Items listed in a dataset
☆ ☆ ☆
//! 单行输入框

use ratatui::{
    style::Style,
    text::{Line, Span},
};
use unicode_width::{UnicodeWidthChar, UnicodeWidthStr};

use crate::view::theme::Styles;

/// 光标字符
const CURSOR: &str = "▎";

/// 渲染一行输入框内容：`  text▎suffix`
///
/// 文本过长时只显示末尾，保证光标所在位置可见。
pub fn input_line<'a>(
    text: &'a str,
    suffix: &'a str,
    placeholder: &'a str,
    focused: bool,
    editable: bool,
    max_width: usize,
) -> Line<'a> {
    let text_style = if editable {
        Style::default()
    } else {
        Styles::disabled()
    };

    let mut spans = vec![Span::raw("  ")];
    if text.is_empty() && !focused {
        spans.push(Span::styled(placeholder, Styles::label()));
        return Line::from(spans);
    }

    let budget = max_width.saturating_sub(2 + CURSOR.width() + suffix.width());
    spans.push(Span::styled(visible_tail(text, budget), text_style));
    if focused && editable {
        spans.push(Span::styled(CURSOR, Styles::hint_key()));
    }
    if !suffix.is_empty() {
        spans.push(Span::styled(suffix, Styles::label()));
    }
    Line::from(spans)
}

/// 截取显示宽度不超过 `max_width` 的末尾部分
pub fn visible_tail(text: &str, max_width: usize) -> &str {
    if text.width() <= max_width {
        return text;
    }

    let mut width = 0;
    let mut start = text.len();
    for (idx, c) in text.char_indices().rev() {
        let w = c.width().unwrap_or(0);
        if width + w > max_width {
            break;
        }
        width += w;
        start = idx;
    }
    &text[start..]
}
☆ ☆ ☆
## Work instruction
Copy the lines above exactly, leaving every word as it is.

## Exercise answer
//! 单行输入框

use ratatui::{
    style::Style,
    text::{Line, Span},
};
use unicode_width::{UnicodeWidthChar, UnicodeWidthStr};

use crate::view::theme::Styles;

/// 光标字符
const CURSOR: &str = "▎";

/// 渲染一行输入框内容：`  text▎suffix`
///
/// 文本过长时只显示末尾，保证光标所在位置可见。
pub fn input_line<'a>(
    text: &'a str,
    suffix: &'a str,
    placeholder: &'a str,
    focused: bool,
    editable: bool,
    max_width: usize,
) -> Line<'a> {
    let text_style = if editable {
        Style::default()
    } else {
        Styles::disabled()
    };

    let mut spans = vec![Span::raw("  ")];
    if text.is_empty() && !focused {
        spans.push(Span::styled(placeholder, Styles::label()));
        return Line::from(spans);
    }

    let budget = max_width.saturating_sub(2 + CURSOR.width() + suffix.width());
    spans.push(Span::styled(visible_tail(text, budget), text_style));
    if focused && editable {
        spans.push(Span::styled(CURSOR, Styles::hint_key()));
    }
    if !suffix.is_empty() {
        spans.push(Span::styled(suffix, Styles::label()));
    }
    Line::from(spans)
}

/// 截取显示宽度不超过 `max_width` 的末尾部分
pub fn visible_tail(text: &str, max_width: usize) -> &str {
    if text.width() <= max_width {
        return text;
    }

    let mut width = 0;
    let mut start = text.len();
    for (idx, c) in text.char_indices().rev() {
        let w = c.width().unwrap_or(0);
        if width + w > max_width {
            break;
        }
        width += w;
        start = idx;
    }
    &text[start..]
}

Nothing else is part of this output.